To do – All that should come back is the lines of the data below from the one containing "one random-walk trial." to the one containing "errored ones included.", inclusive, exactly as they stand.

Material shown –
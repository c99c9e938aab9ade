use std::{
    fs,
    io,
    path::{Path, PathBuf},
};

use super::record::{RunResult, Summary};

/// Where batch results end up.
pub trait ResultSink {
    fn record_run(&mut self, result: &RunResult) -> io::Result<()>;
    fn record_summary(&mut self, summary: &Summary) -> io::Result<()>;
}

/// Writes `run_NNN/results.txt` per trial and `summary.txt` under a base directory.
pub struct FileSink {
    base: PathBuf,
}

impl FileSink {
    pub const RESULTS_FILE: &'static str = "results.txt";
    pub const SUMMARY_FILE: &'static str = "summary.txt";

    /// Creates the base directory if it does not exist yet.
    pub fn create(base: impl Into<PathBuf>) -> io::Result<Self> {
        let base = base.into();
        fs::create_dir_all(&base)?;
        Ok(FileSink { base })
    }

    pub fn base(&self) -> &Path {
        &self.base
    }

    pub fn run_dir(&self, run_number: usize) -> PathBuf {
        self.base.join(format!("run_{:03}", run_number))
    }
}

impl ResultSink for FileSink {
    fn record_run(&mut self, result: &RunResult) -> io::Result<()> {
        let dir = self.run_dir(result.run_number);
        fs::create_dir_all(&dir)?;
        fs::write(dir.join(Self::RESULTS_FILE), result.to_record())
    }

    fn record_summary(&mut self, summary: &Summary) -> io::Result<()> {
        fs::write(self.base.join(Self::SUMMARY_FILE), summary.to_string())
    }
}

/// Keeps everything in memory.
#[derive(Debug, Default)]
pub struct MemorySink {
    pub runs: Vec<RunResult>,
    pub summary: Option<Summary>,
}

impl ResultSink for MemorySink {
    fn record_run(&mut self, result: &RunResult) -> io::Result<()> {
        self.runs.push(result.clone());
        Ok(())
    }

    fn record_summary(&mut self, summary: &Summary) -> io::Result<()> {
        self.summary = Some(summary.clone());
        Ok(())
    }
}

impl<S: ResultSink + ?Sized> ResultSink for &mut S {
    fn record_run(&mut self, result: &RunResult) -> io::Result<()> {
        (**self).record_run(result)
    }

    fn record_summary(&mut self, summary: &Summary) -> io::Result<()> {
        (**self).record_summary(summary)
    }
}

---

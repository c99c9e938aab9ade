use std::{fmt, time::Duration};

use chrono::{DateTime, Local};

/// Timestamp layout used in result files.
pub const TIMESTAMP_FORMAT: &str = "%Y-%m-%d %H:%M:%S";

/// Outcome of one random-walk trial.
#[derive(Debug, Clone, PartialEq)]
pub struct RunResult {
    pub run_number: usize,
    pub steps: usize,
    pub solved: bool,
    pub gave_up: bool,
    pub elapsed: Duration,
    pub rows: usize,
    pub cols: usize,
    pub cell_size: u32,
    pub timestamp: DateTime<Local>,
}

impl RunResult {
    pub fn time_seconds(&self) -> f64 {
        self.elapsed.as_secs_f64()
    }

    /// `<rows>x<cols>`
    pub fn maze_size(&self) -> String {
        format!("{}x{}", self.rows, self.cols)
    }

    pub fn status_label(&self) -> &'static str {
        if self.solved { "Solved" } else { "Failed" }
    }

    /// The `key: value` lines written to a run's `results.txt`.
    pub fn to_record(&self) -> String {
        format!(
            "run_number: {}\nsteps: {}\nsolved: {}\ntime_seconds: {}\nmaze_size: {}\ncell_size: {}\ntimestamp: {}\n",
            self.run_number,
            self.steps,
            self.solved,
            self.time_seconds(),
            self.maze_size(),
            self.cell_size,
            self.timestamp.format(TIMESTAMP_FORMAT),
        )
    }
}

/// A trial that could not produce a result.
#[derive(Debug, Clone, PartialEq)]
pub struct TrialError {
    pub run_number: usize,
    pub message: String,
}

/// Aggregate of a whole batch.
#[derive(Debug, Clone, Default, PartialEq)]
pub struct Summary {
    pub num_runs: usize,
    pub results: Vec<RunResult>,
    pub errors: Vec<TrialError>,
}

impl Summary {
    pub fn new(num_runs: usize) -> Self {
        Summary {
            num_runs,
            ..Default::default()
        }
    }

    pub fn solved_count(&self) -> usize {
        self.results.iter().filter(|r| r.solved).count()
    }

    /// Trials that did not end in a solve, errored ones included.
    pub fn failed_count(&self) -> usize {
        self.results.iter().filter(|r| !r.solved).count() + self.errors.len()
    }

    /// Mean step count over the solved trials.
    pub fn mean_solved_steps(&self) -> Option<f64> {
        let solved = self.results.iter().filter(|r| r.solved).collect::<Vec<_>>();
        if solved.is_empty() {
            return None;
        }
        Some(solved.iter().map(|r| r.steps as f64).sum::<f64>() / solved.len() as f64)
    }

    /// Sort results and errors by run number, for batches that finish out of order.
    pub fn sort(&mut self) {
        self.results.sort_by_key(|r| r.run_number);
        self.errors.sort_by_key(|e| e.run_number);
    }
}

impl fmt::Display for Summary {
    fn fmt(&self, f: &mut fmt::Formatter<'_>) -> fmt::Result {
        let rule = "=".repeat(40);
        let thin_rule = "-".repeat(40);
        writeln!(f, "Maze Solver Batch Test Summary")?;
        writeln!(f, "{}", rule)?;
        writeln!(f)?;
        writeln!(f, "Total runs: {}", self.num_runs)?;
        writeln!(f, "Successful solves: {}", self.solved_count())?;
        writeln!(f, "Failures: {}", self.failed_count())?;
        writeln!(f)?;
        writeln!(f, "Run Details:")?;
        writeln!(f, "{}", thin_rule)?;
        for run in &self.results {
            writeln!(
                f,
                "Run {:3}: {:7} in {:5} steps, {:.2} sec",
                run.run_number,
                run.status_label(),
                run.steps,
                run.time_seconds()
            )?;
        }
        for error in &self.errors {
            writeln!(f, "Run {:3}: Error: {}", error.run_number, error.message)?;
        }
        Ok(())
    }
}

...

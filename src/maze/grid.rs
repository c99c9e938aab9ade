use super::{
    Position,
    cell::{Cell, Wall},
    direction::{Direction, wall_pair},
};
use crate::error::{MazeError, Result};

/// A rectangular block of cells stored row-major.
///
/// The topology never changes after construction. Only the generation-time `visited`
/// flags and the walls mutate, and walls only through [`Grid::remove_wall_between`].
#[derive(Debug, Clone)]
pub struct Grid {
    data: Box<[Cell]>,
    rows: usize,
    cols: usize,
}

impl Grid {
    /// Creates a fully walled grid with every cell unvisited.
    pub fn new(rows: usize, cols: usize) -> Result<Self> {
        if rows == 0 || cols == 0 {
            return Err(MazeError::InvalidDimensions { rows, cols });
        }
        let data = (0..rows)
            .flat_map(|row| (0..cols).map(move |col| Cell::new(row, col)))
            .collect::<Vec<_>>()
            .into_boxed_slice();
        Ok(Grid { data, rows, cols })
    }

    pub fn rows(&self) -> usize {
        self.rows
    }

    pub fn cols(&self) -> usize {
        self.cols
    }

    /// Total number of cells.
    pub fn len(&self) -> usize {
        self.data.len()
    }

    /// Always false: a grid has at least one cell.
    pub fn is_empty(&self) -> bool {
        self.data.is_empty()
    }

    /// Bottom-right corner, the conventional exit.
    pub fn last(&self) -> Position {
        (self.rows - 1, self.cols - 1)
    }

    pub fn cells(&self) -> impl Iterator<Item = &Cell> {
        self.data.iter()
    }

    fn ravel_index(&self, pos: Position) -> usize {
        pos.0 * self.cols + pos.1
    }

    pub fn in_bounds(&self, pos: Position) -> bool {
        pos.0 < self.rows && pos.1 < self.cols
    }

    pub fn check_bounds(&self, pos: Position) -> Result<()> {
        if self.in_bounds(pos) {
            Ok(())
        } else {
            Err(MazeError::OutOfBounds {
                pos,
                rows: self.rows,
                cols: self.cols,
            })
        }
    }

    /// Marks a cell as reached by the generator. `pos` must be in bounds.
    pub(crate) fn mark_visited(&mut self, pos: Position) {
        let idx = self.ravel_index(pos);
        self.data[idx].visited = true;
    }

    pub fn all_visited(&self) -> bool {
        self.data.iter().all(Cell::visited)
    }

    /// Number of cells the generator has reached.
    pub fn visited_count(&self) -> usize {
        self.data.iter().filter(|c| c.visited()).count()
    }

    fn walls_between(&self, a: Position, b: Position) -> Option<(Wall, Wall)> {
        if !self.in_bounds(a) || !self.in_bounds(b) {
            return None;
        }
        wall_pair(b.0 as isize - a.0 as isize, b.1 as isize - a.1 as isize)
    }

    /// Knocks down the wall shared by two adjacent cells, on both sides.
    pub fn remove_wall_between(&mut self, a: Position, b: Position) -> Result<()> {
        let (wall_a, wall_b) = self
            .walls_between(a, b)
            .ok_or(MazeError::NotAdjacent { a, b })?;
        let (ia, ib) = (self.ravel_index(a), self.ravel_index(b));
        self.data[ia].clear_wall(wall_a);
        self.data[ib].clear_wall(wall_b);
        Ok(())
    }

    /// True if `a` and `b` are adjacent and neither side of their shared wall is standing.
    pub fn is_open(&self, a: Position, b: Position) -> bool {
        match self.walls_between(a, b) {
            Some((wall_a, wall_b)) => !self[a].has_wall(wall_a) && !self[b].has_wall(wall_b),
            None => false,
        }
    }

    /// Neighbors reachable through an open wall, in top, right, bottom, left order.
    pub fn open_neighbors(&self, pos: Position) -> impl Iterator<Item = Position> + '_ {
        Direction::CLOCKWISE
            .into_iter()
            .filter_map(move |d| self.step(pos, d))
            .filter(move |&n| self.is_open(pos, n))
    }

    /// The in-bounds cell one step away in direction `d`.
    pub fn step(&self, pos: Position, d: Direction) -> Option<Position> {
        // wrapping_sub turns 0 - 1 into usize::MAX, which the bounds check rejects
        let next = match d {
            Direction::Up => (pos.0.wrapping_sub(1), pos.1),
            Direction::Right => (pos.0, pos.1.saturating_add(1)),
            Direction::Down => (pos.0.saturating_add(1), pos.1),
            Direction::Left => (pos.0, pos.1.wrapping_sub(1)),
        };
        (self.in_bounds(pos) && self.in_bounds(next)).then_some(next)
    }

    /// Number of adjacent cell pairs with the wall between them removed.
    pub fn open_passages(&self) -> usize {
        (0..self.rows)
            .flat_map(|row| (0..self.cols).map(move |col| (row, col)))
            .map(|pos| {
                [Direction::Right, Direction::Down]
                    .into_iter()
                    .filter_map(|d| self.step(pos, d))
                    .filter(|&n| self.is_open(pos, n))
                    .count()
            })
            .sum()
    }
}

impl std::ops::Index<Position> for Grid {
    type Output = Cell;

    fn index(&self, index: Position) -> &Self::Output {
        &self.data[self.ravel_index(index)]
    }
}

Exercise solution –
/// Outcome of one random-walk trial.
#[derive(Debug, Clone, PartialEq)]
pub struct RunResult {
    pub run_number: usize,
    pub steps: usize,
    pub solved: bool,
    pub gave_up: bool,
    pub elapsed: Duration,
    pub rows: usize,
    pub cols: usize,
    pub cell_size: u32,
    pub timestamp: DateTime<Local>,
}

impl RunResult {
    pub fn time_seconds(&self) -> f64 {
        self.elapsed.as_secs_f64()
    }

    /// `<rows>x<cols>`
    pub fn maze_size(&self) -> String {
        format!("{}x{}", self.rows, self.cols)
    }

    pub fn status_label(&self) -> &'static str {
        if self.solved { "Solved" } else { "Failed" }
    }

    /// The `key: value` lines written to a run's `results.txt`.
    pub fn to_record(&self) -> String {
        format!(
            "run_number: {}\nsteps: {}\nsolved: {}\ntime_seconds: {}\nmaze_size: {}\ncell_size: {}\ntimestamp: {}\n",
            self.run_number,
            self.steps,
            self.solved,
            self.time_seconds(),
            self.maze_size(),
            self.cell_size,
            self.timestamp.format(TIMESTAMP_FORMAT),
        )
    }
}

/// A trial that could not produce a result.
#[derive(Debug, Clone, PartialEq)]
pub struct TrialError {
    pub run_number: usize,
    pub message: String,
}

/// Aggregate of a whole batch.
#[derive(Debug, Clone, Default, PartialEq)]
pub struct Summary {
    pub num_runs: usize,
    pub results: Vec<RunResult>,
    pub errors: Vec<TrialError>,
}

impl Summary {
    pub fn new(num_runs: usize) -> Self {
        Summary {
            num_runs,
            ..Default::default()
        }
    }

    pub fn solved_count(&self) -> usize {
        self.results.iter().filter(|r| r.solved).count()
    }

    /// Trials that did not end in a solve, errored ones included.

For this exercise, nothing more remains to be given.